12 December, 2023. 18:43:52, French time.

I forgot to put input the entry yesterday. Time to get personal, lots of things happened. This is really yesterday's entry.
Mom and dad fought again. It annoys me a lot, because my dad is a very kind and sweet person. Their relationship is going crumbling through no fault of his own. I blame everything on my mother , which might be a mistake.

For context, I'm 19 years old. I live together with my sister (22), my dad and my mom. We move out a lot. Every year and a half, we're at a new house. I've learnt to travel lightly. What do I keep? For furniture: my bed, my beloved piano, a desk and a bookshelf. On my desk, there are: two fumos (one of my wife), my screen, a snow triangle and the statue of a cat. All those items, I treasure and cherish. The snow triangle, I bought with my own pocket money back when I was 7, as a souvenir with my grandfather. The cat statue was a reward I obtained for something I don't remember. Every year, at Easter, my grandmother gifts me a chocolate bunny with a bell collar. The statue proudly wears all the collars, symbolizing the years coming by.
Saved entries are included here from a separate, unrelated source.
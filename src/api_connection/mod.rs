pub mod connection;
pub mod endpoints;
pub mod image;

pub use connection::{ApiConnectionError, GeminiClient, TextGenerator};
pub use image::ImageData;
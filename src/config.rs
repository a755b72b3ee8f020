use dotenv::dotenv;
use std::env;

use crate::api_connection::endpoints::{DEFAULT_MODEL, GEMINI_BASE_URL};
use crate::i18n::Language;

pub const API_KEY_ENV_VAR_NAME: &str = "NUTRICARE_API_KEY_ENV";
pub const DEFAULT_API_KEY_ENV_VAR: &str = "GEMINI_API_KEY";
const MODEL_ENV_VAR: &str = "NUTRICARE_MODEL";
const BASE_URL_ENV_VAR: &str = "NUTRICARE_API_BASE_URL";
const LANGUAGE_ENV_VAR: &str = "NUTRICARE_LANGUAGE";
const LOG_ENV_VAR: &str = "NUTRICARE_LOG";
const LOG_JSON_ENV_VAR: &str = "NUTRICARE_LOG_JSON";

#[derive(Debug, Clone, PartialEq)]
pub struct AppConfig {
    /// Name of the environment variable that holds the API key.
    pub api_key_env_var: String,
    pub model: String,
    pub base_url: String,
    pub language: Language,
    pub log_filter: String,
    pub json_logs: bool,
}

impl Default for AppConfig {
    fn default() -> Self {
        Self {
            api_key_env_var: DEFAULT_API_KEY_ENV_VAR.to_string(),
            model: DEFAULT_MODEL.to_string(),
            base_url: GEMINI_BASE_URL.to_string(),
            language: Language::En,
            log_filter: "nutricare=info".to_string(),
            json_logs: false,
        }
    }
}

impl AppConfig {
    /// Reads the environment (and `.env`, if present) on top of the defaults.
    pub fn from_env() -> Self {
        dotenv().ok();
        Self::from_lookup(|key| env::var(key).ok())
    }

    fn from_lookup(lookup: impl Fn(&str) -> Option<String>) -> Self {
        let defaults = Self::default();
        let read = |key: &str| lookup(key).map(|v| v.trim().to_string()).filter(|v| !v.is_empty());

        let language = match read(LANGUAGE_ENV_VAR) {
            Some(raw) => raw.parse::<Language>().unwrap_or_else(|e| {
                tracing::warn!(error = %e, "ignoring {}", LANGUAGE_ENV_VAR);
                defaults.language
            }),
            None => defaults.language,
        };

        Self {
            api_key_env_var: read(API_KEY_ENV_VAR_NAME).unwrap_or(defaults.api_key_env_var),
            model: read(MODEL_ENV_VAR).unwrap_or(defaults.model),
            base_url: read(BASE_URL_ENV_VAR).unwrap_or(defaults.base_url),
            language,
            log_filter: read(LOG_ENV_VAR).unwrap_or(defaults.log_filter),
            json_logs: read(LOG_JSON_ENV_VAR).is_some_and(|v| v == "1" || v.eq_ignore_ascii_case("true")),
        }
    }
}
use anyhow::{anyhow, Context, Result};
use base64::engine::general_purpose::STANDARD;
use base64::Engine;
use serde::{Deserialize, Serialize};
use std::path::Path;

const DEFAULT_MIME_TYPE: &str = "image/jpeg";
const KNOWN_MIME_TYPES: [&str; 3] = ["image/png", "image/webp", "image/gif"];

/// Base64 image payload ready to be inlined into a request.
#[derive(Debug, Clone, PartialEq, Serialize, Deserialize)]
#[serde(rename_all = "camelCase")]
pub struct ImageData {
    pub mime_type: String,
    pub base64: String,
}

impl ImageData {
    /// Accepts either a `data:` URL or a bare base64 payload. The MIME type is
    /// sniffed from the data-URL header and defaults to JPEG.
    pub fn from_data_url(input: &str) -> Self {
        if let Some(rest) = input.strip_prefix("data:") {
            let (header, payload) = rest.split_once(',').unwrap_or(("", rest));
            let mime_type = KNOWN_MIME_TYPES
                .iter()
                .find(|mime| header.contains(*mime))
                .copied()
                .unwrap_or(DEFAULT_MIME_TYPE);
            return Self {
                mime_type: mime_type.to_string(),
                base64: payload.to_string(),
            };
        }
        Self {
            mime_type: DEFAULT_MIME_TYPE.to_string(),
            base64: input.to_string(),
        }
    }

    pub fn to_data_url(&self) -> String {
        format!("data:{};base64,{}", self.mime_type, self.base64)
    }

    pub async fn from_file(path: &Path) -> Result<Self> {
        let bytes = tokio::fs::read(path)
            .await
            .with_context(|| format!("Failed to read image file {:?}", path))?;
        if bytes.is_empty() {
            return Err(anyhow!("Image file {:?} is empty", path));
        }
        let mime = mime_guess::from_path(path).first_or_octet_stream();
        let data_url = format!("data:{};base64,{}", mime.essence_str(), STANDARD.encode(&bytes));
        Ok(Self::from_data_url(&data_url))
    }
}
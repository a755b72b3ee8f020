use std::fmt::Write;

use crate::alternatives::Recommendation;
use crate::health::advice::personalized_advice;
use crate::health::alerts::{limit_alerts, LimitKind, Severity, HIGH_CALORIE_RISK};
use crate::health::scorer::ScoreBand;
use crate::i18n::Language;
use crate::nutrition::NutritionRecord;
use crate::profile::Profile;

/// Plain-text rendering of an analysed food for the terminal.
pub fn render_report(
    record: &NutritionRecord,
    profile: &Profile,
    recommendation: &Recommendation,
    language: Language,
) -> String {
    let msg = language.messages();
    let mut out = String::new();

    let _ = writeln!(out, "== {} ==", record.food_name);
    let _ = writeln!(
        out,
        "{} cal | sodium {}mg | sugar {}g | carbs {}g | protein {}g | fiber {}g",
        record.calories, record.sodium, record.sugar, record.carbs, record.protein, record.fiber
    );

    let _ = writeln!(out, "\n{}: {}/100 ({})", msg.health_score, record.health_score, ScoreBand::of(record.health_score).label());
    let _ = writeln!(out, "{}: {}", msg.based_on_conditions, profile.conditions_label(msg.none));

    let limits = limit_alerts(record, profile);
    if !record.warnings.is_empty() || !limits.is_empty() || !record.risks.is_empty() {
        let _ = writeln!(out, "\n{}:", msg.health_alerts);
        for warning in &record.warnings {
            let _ = writeln!(out, "  [!!] {}", warning);
        }
        for alert in &limits {
            let marker = match alert.severity {
                Severity::High => "[!!]",
                Severity::Medium => "[! ]",
            };
            let _ = writeln!(out, "  {} {}", marker, alert.message);
        }
        let calorie_alert = limits.iter().any(|a| a.kind == LimitKind::Calories);
        for risk in &record.risks {
            if calorie_alert && risk == HIGH_CALORIE_RISK {
                continue;
            }
            let _ = writeln!(out, "  [ -] {}", risk);
        }
    }

    let _ = writeln!(out, "\n{}:", msg.personalized_advice);
    let advice = personalized_advice(record, profile);
    if advice.is_empty() {
        let _ = writeln!(out, "  {}", msg.no_conditions_advice);
    }
    for (condition, line) in advice {
        let _ = writeln!(out, "  ({}) {}", condition, line);
    }

    match recommendation {
        Recommendation::NoneNeeded => {
            let _ = writeln!(out, "\n{}\n  {}", msg.great_choice, msg.great_choice_detail);
        }
        Recommendation::Alternatives(suggestions) => {
            let _ = writeln!(out, "\n{}:", msg.healthier_alternatives);
            for suggestion in suggestions {
                let food = &suggestion.food;
                let _ = writeln!(
                    out,
                    "  * {} - {}/100 (+{})\n    {}\n    {} cal | {}mg sodium | {}g sugar\n    {}",
                    food.name,
                    food.health_score,
                    suggestion.score_gain,
                    food.description,
                    food.calories,
                    food.sodium,
                    food.sugar,
                    food.benefits.join(", ")
                );
            }
        }
    }

    let _ = writeln!(out, "\n{}", msg.disclaimer);
    out
}
use serde::{Deserialize, Serialize};
use std::str::FromStr;

#[derive(Debug, Clone, Copy, PartialEq, Eq, Default, Serialize, Deserialize, clap::ValueEnum)]
#[serde(rename_all = "lowercase")]
pub enum Language {
    #[default]
    En,
    Ur,
}

impl FromStr for Language {
    type Err = String;

    fn from_str(s: &str) -> Result<Self, Self::Err> {
        match s.trim().to_lowercase().as_str() {
            "en" | "english" => Ok(Language::En),
            "ur" | "urdu" => Ok(Language::Ur),
            other => Err(format!("Unsupported language: {}", other)),
        }
    }
}

/// User-facing strings of the terminal front-end.
#[derive(Debug)]
pub struct Messages {
    pub upload_first: &'static str,
    pub analyzing: &'static str,
    pub analysis_complete: &'static str,
    pub analysis_error: &'static str,
    pub thinking: &'static str,
    pub chat_title: &'static str,
    pub chat_placeholder: &'static str,
    pub quick_questions_heading: &'static str,
    pub quick_questions: [&'static str; 4],
    pub health_score: &'static str,
    pub health_alerts: &'static str,
    pub personalized_advice: &'static str,
    pub no_conditions_advice: &'static str,
    pub based_on_conditions: &'static str,
    pub healthier_alternatives: &'static str,
    pub great_choice: &'static str,
    pub great_choice_detail: &'static str,
    pub none: &'static str,
    pub disclaimer: &'static str,
}

static EN: Messages = Messages {
    upload_first: "Please upload an image first",
    analyzing: "Analyzing...",
    analysis_complete: "Food analysis complete!",
    analysis_error: "Failed to analyze food. Please try again.",
    thinking: "AI is thinking...",
    chat_title: "AI Nutrition Assistant",
    chat_placeholder: "Ask about nutrition, health risks, or get personalized advice...",
    quick_questions_heading: "Quick questions:",
    quick_questions: [
        "What are healthy meal alternatives for my condition?",
        "How can I reduce sodium in my diet?",
        "What foods should I avoid with my health profile?",
        "Give me a personalized meal plan for today",
    ],
    health_score: "Health Score",
    health_alerts: "Health Alerts",
    personalized_advice: "Personalized Advice",
    no_conditions_advice: "No specific health conditions specified. Consider adding your conditions for more personalized advice.",
    based_on_conditions: "Based on your health conditions",
    healthier_alternatives: "Healthier Alternatives",
    great_choice: "Great Choice!",
    great_choice_detail: "This food aligns well with your health goals. Keep up the good work!",
    none: "None",
    disclaimer: "This application provides AI-generated nutritional suggestions for informational purposes only. Always consult with your healthcare provider before making any dietary changes or medical decisions.",
};

static UR: Messages = Messages {
    upload_first: "براہ کرم پہلے تصویر اپ لوڈ کریں",
    analyzing: "تجزیہ ہو رہا ہے...",
    analysis_complete: "کھانے کا تجزیہ مکمل!",
    analysis_error: "کھانے کا تجزیہ نہیں ہو سکا۔ براہ کرم دوبارہ کوشش کریں۔",
    thinking: "اے آئی سوچ رہا ہے...",
    chat_title: "اے آئی غذائی مشیر",
    chat_placeholder: "غذائیت، صحت کے خطرات، یا ذاتی مشورے کے بارے میں پوچھیں...",
    quick_questions_heading: "فوری سوالات:",
    quick_questions: [
        "میری حالت کے لیے صحت مند کھانے کے متبادل کیا ہیں؟",
        "میں اپنی خوراک میں سوڈیم کیسے کم کروں؟",
        "میرے صحت پروفائل کے ساتھ مجھے کون سے کھانے سے بچنا چاہیے؟",
        "آج کے لیے مجھے ذاتی کھانے کا منصوبہ دیں",
    ],
    health_score: "صحت کا اسکور",
    health_alerts: "صحت کی انتباہات",
    personalized_advice: "ذاتی مشورہ",
    no_conditions_advice: "کوئی صحت کی حالت درج نہیں۔ مزید ذاتی مشورے کے لیے اپنی حالتیں شامل کریں۔",
    based_on_conditions: "آپ کی صحت کی حالتوں کی بنیاد پر",
    healthier_alternatives: "صحت مند متبادل",
    great_choice: "بہترین انتخاب!",
    great_choice_detail: "یہ کھانا آپ کے صحت کے اہداف کے مطابق ہے۔ اسی طرح جاری رکھیں!",
    none: "کوئی نہیں",
    disclaimer: "یہ ایپلیکیشن صرف معلوماتی مقاصد کے لیے اے آئی سے تیار کردہ غذائی تجاویز فراہم کرتی ہے۔ کوئی بھی غذائی تبدیلی کرنے سے پہلے اپنے معالج سے مشورہ کریں۔",
};

impl Language {
    pub fn messages(&self) -> &'static Messages {
        match self {
            Language::En => &EN,
            Language::Ur => &UR,
        }
    }
}
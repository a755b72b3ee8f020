use anyhow::{anyhow, Context, Result};
use nutricare::alternatives::{recommend_alternatives, CatalogProvider, CsvCatalog, StaticCatalog};
use nutricare::analysis::{analyze_food, evaluate_reply, AnalysisError};
use nutricare::api_connection::endpoints::Provider;
use nutricare::api_connection::GeminiClient;
use nutricare::api_connection::ImageData;
use nutricare::chat::{ChatSession, ReplySource};
use nutricare::cli::{parse_args, Command};
use nutricare::config::AppConfig;
use nutricare::i18n::Language;
use nutricare::logging::init_logging;
use nutricare::nutrition::NutritionRecord;
use nutricare::profile::{load_profile, Profile};
use nutricare::report::render_report;
use std::path::{Path, PathBuf};
use tokio::fs;
use tokio::io::{AsyncBufReadExt, AsyncWriteExt, BufReader};

const QUIT_COMMAND: &str = "/quit";
const IMAGE_COMMAND: &str = "/image";

struct App {
    config: AppConfig,
    language: Language,
    profile: Profile,
    catalog: Box<dyn CatalogProvider>,
}

impl App {
    fn client(&self) -> GeminiClient {
        GeminiClient::new(
            Provider::gemini_at(&self.config.api_key_env_var, &self.config.base_url),
            Some(&self.config.model),
        )
    }

    fn print_report(&self, record: &NutritionRecord) {
        let recommendation = recommend_alternatives(self.catalog.as_ref(), record, &self.profile);
        println!("{}", render_report(record, &self.profile, &recommendation, self.language));
    }
}

async fn run_analyze(app: &App, image: Option<PathBuf>, output: Option<PathBuf>) -> Result<()> {
    let msg = app.language.messages();
    let image = match image {
        Some(path) => Some(ImageData::from_file(&path).await?),
        None => None,
    };

    println!("{}", msg.analyzing);
    let analysis = match analyze_food(&app.client(), &app.profile, image.as_ref(), app.language).await {
        Ok(analysis) => analysis,
        Err(AnalysisError::MissingImage) => return Err(anyhow!(msg.upload_first)),
        Err(e) => {
            eprintln!("\n{}", msg.analysis_error);
            return Err(e.into());
        }
    };

    println!("{}\n", msg.analysis_complete);
    app.print_report(&analysis.record);

    if let Some(path) = output {
        let json = serde_json::to_string_pretty(&analysis).context("Failed to serialise analysis")?;
        fs::write(&path, json)
            .await
            .with_context(|| format!("Failed to write analysis to {:?}", path))?;
        println!("Analysis saved to {:?}", path);
    }
    Ok(())
}

async fn run_evaluate(app: &App, response: &Path) -> Result<()> {
    let reply = fs::read_to_string(response)
        .await
        .with_context(|| format!("Failed to read model reply '{}'", response.display()))?;
    let analysis = evaluate_reply(&reply, &app.profile);
    println!(
        "Decoded as {:?} ({:.0}% of nutrients reported)\n",
        analysis.source,
        analysis.confidence * 100.0
    );
    app.print_report(&analysis.record);
    Ok(())
}

async fn load_analysis(path: &Path) -> Result<NutritionRecord> {
    let raw = fs::read_to_string(path)
        .await
        .with_context(|| format!("Failed to read analysis file {:?}", path))?;
    serde_json::from_str(&raw).with_context(|| format!("Analysis file {:?} is not a nutrition record", path))
}

async fn run_chat(app: &App, analysis: Option<PathBuf>, offline: bool) -> Result<()> {
    let msg = app.language.messages();
    let analysis = match analysis {
        Some(path) => Some(load_analysis(&path).await?),
        None => None,
    };
    let client = app.client();
    let mut session = ChatSession::new(app.profile.clone(), analysis, app.language);

    println!("== {} ==", msg.chat_title);
    println!("{}:", msg.quick_questions_heading);
    for (idx, question) in msg.quick_questions.iter().enumerate() {
        println!("  {}. {}", idx + 1, question);
    }
    println!("({} <file> attaches a photo, {} exits)\n", IMAGE_COMMAND, QUIT_COMMAND);

    let mut stdout = tokio::io::stdout();
    let mut lines = BufReader::new(tokio::io::stdin()).lines();
    let mut pending_image: Option<ImageData> = None;

    loop {
        stdout.write_all(format!("{} > ", msg.chat_placeholder).as_bytes()).await?;
        stdout.flush().await?;

        let Some(line) = lines.next_line().await? else {
            break;
        };
        let line = line.trim();
        if line == QUIT_COMMAND {
            break;
        }
        if let Some(path) = line.strip_prefix(IMAGE_COMMAND) {
            match ImageData::from_file(Path::new(path.trim())).await {
                Ok(image) => {
                    println!("Image attached ({}).", image.mime_type);
                    pending_image = Some(image);
                }
                Err(e) => eprintln!("{:#}", e),
            }
            continue;
        }
        if line.is_empty() {
            continue;
        }

        // A bare number picks one of the quick questions.
        let question = match line.parse::<usize>() {
            Ok(n) if (1..=msg.quick_questions.len()).contains(&n) => msg.quick_questions[n - 1],
            _ => line,
        };

        let image = pending_image.take();
        let result = if offline {
            session.ask_offline(question, image)
        } else {
            println!("{}", msg.thinking);
            session.ask(&client, question, image).await
        };
        match result {
            Ok((reply, source)) => {
                if source == ReplySource::Fallback {
                    tracing::warn!("reply produced without the model");
                }
                println!("\n{}\n", reply.text);
            }
            Err(e) => eprintln!("{}", e),
        }
    }
    Ok(())
}

#[tokio::main]
async fn main() -> Result<()> {
    let cli_args = parse_args();
    let config = AppConfig::from_env();

    let log_filter = if cli_args.verbose {
        "nutricare=debug"
    } else {
        config.log_filter.as_str()
    };
    init_logging(log_filter, config.json_logs)?;

    let profile = match &cli_args.profile {
        Some(path) => load_profile(path).await?,
        None => Profile::default(),
    };
    let catalog: Box<dyn CatalogProvider> = match &cli_args.catalog {
        Some(path) => Box::new(CsvCatalog::load(path)?),
        None => Box::new(StaticCatalog::default()),
    };
    let language = cli_args.lang.unwrap_or(config.language);
    tracing::debug!(model = %config.model, ?language, "configuration loaded");

    let app = App {
        config,
        language,
        profile,
        catalog,
    };

    match cli_args.command {
        Command::Analyze { image, output } => run_analyze(&app, image, output).await,
        Command::Evaluate { response } => run_evaluate(&app, &response).await,
        Command::Chat { analysis, offline } => run_chat(&app, analysis, offline).await,
    }
}
//! Content feed for the portfolio site: fetches the project and copy sheets,
//! parses CSV / JSON table exports, and normalizes rows into display-ready
//! records for the rendering layer.

pub mod config;
pub mod content;
pub mod defaults;
pub mod error;
pub mod feed;
pub mod model;
pub mod parser;

pub use config::FeedConfig;
pub use content::{FooterData, SiteContent};
pub use error::FeedError;
pub use feed::{FeedLoader, SiteData};
pub use model::{Metric, Project, RawRow, SourceKind};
In my bookshelf, there are old textbooks, books and workbooks from my time in school. Most importantly, all the comic strips my grandfather gifted me. Lots of Garfield, lots of Smurfs. I have many Leonard too, those are like a family treasure. They have a long, long history, dating back to my father's childhood.

Anyway, that's all I keep. I don't need much, do I? But my parents take anything and everything they have when they move out. Yesterday, we found some strawberry jam my mother made in 2017. Inedible, of course. How could this have lasted 4 houses and go unnoticed? Every move is a hassle, because of all the fragile trinkets my parents keep. They argue a lot when we move.

How does this relate to my mom and dad fighting? Well, my mom's body hurts a lot from moving out. She always gets injured. Now, she can't move without hurting, and she needs to take meds... Or at least that's what she tells us. I believe the meds are only hurting her. This makes it so that she moves even less, and now most of her health problems are due to being a whale. No matter how many times we tell her that, she will say she makes great effort for her body, and that she'll die if she stops taking her meds.

So, my mother has become a deadweight. But an angry deadweight. She is always complaining about doing "too much" and us "not doing enough". Not a day passes without her complaining at least 4 times, and screaming at least 3 times (and counting!). Clearly, she can't cope with being a pile of laundry. She wants to do things that she can't do, and reflects all her anger on my father, for not doing it in her place.

My dad can't bear this anymore. This isn't the woman he married. No matter what he does, she will nitpick on what he didn't do, and probably scream in the process. We, as a family, tried to reason my mother. "You're teaming up against me!" "This isn't my fault you're useless!" "It's all your fault!" She doesn't want to go to therapy; she refuses to aknowledges she is the problem. If this goes on, they will end up divorcing. My dad tried to file a divorce this January 2023, because he was depressed. Slaving away for his annoying wife and his children; this must take a huge toll on him. He is completely chained. But he's a wageslave, so I don't think he sees a problem with that. This must've been a cry for help, and my mom didn't answer. I don't know what to do anymore, the clock is ticking.